Le Roi Rouge n'était plus. Gine et les autres s'étaient arrachés à ses griffes. Ils avaient dû batailler longuement pour cela. Ils avaient risqué leur vie pour vaincre ce tyran une bonne fois pour toutes. Certains d'entre-eux avaient gagné le Graal - la liberté. D'anciens esclaves ayant fini par trouver un endroit où s'établir, au sein de ce lieu de paix et d'amour, perdu dans le désert, que l'on appelait l'Oasis. La Saïyajin avait tout fait pour leur permettre ce miracle, pour qu'ils puissent atteindre leur objectif.
Elle en avait trop fait.
- Urkf !
Vidée de ses forces, la femme de singe s'étala tête la première dans l'herbe grasse. Elle se trouvait tout près d'un cour d'eau. Elle l'entendait mais ne le voyait pas. Comme si la nature elle-même cherchait à lui rendre la monnaie de sa pièce, à cette monstruosité que l'on avait arraché à son monde décadent...
- Nggh...
Poussant sur ses bras, elle entreprit de se relever. Autour d'elle, la végétation était dense. Une plaine riche sur laquelle le soleil tapait fort. Plus loin s'étendait une forêt vallonnée. La roche était découpée par endroits. Des falaises touffues à perte de vue d'un côté, un horizon azuré de l'autre.

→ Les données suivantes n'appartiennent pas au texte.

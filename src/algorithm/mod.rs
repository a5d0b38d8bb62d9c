//! 图算法模块
//!
//! 包含遍历、单源最短路径和最小生成树算法。每次调用都会为图中顶点
//! 分配新的状态侧表，图本身只被借用、不被修改。

mod mst;
mod shortest_path;
mod state;
mod traversal;

pub use mst::{MinimumSpanningTree, SpanningTree, TreeEdge};
pub use shortest_path::{relax, ShortestPath, ShortestPaths};
pub use state::{Color, VertexState, VertexStates};
pub use traversal::{SearchForest, Traversal};

use crate::error::Result;
use crate::graph::{Graph, VertexId};

/// 完整 DFS 森林（默认配置）
pub fn depth_first_forest<V, E>(graph: &Graph<V, E>) -> Result<SearchForest> {
    Traversal::new(graph).depth_first_forest()
}

/// 从 start 出发的 BFS 树
pub fn breadth_first_forest<V, E>(graph: &Graph<V, E>, start: VertexId) -> Result<SearchForest> {
    Traversal::new(graph).breadth_first_search(start)
}

/// 拓扑序，仅对有向无环图有意义
pub fn topological_order<V, E>(graph: &Graph<V, E>) -> Result<Vec<VertexId>> {
    Traversal::new(graph).topological_order()
}

pub fn bellman_ford<V, E>(graph: &Graph<V, E>, source: VertexId) -> Result<ShortestPaths> {
    ShortestPath::new(graph).bellman_ford(source)
}

/// 要求边权非负
pub fn dijkstra<V, E>(graph: &Graph<V, E>, source: VertexId) -> Result<ShortestPaths> {
    ShortestPath::new(graph).dijkstra(source)
}

pub fn prim<V, E>(graph: &Graph<V, E>, source: VertexId) -> Result<SpanningTree> {
    MinimumSpanningTree::new(graph).prim(source)
}

pub fn kruskal<V, E>(graph: &Graph<V, E>) -> Result<SpanningTree> {
    MinimumSpanningTree::new(graph).kruskal()
}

Trop faible pour se hisser sur ses jambes, Gine se laissa retomber dans l'herbe et roula sur le dos. D'une main fatiguée, elle se protégea le visage du soleil. Ses lèvres étaient sèches après avoir passé tant de temps à fendre le ciel. Tant de temps à fuir des gens qu'elle avait protégés, qu'elle avait aimés... mais qu'elle avait, au final, mis en grand danger.
C'était un euphémisme.
Malgré son ventre vide, la Saïyajin se retourna pour vomir.
- ...Qu'est-ce que j'ai fait ?
Lors de leur affrontement contre le Roi Rouge, Gine s'était transformée en monstre. Dans sa fureur incontrôlée, l'Oozaru avait fait un carnage monstre ! Paré d'une épaisse fourrure noire, l'impitoyable titan simiesque avait ravagé les rangs ennemis... avant de jeter son dévolu sur ses alliés.
Le visage de la Saïyajin s'inonda de larmes.
- Qu'ai-je... donc fait ?
Elle les entendait à nouveau : ces hurlements de terreur, ces cris d'agonie ! Ils résonnaient dans sa tête, ajoutant toujours plus de combustible à son désespoir.
Gine eut un flash.

Elle ferma les yeux aussi fort que possible, ses larmes continuant à ruisseler le long de ses joues trempées.
Le vent se mit alors à souffler sur les plaines. L'élément vagabond couvrit les bruits de pas d'un voyageur tout aussi volatil que lui.
Si Gine ne le sentit pas arriver, elle entendit sa voix par-delà ses sanglots :
- On dirait que vous vous en êtes sortie, finalement.
L'érudit. Cet homme mystérieux que son groupe avait rencontré dans ce trou perdu au beau milieu du désert, parmi les naïades. Le savant à qui Spartacus devait sa puissance de lion, sa force de dominant.
Gine ne se rappelait pas l'avoir tué, ce compagnon. Elle espérait que non. Qu'elle n'avait pas oublié d'avoir commis cette atrocité non plus. Ses souvenirs de cette nuit là - vieille de plusieurs jours - étaient aussi noirs que morcelés.
Le peu de ces morceaux avaient suffit à lui détruire le moral.
Son locuteur foula l'herbe. Trop honteuse pour le regarder droit dans les yeux, la Saïyajin tourna sa tête dans la direction inverse.
L'érudit soupira.
- La prophétie s'est réalisée, pas vrai ?
Gine ne répondit pas.
- Je devine à votre état qu'il s'est montré...
Toujours pas de réponse.
Cela ne dérangeait pas l'érudit.
Il la comprenait.
- Le Roi Rouge a été défait, mais vous en déplorez le prix.
Il y eut un blanc sonore.
Gine en était venue à fuir ses souvenirs. Elle avait écrasé des gens comme s'il s'agissait d'insectes. Elle en avait pulvérisé d'un crachat de Ki. Amis comme ennemis, abattus dans la foulée...
Elle se retourna, présentant le dos de son armure brisée au prophète.
Celui-ci s'assit dans l'herbe et contempla les nuages bas.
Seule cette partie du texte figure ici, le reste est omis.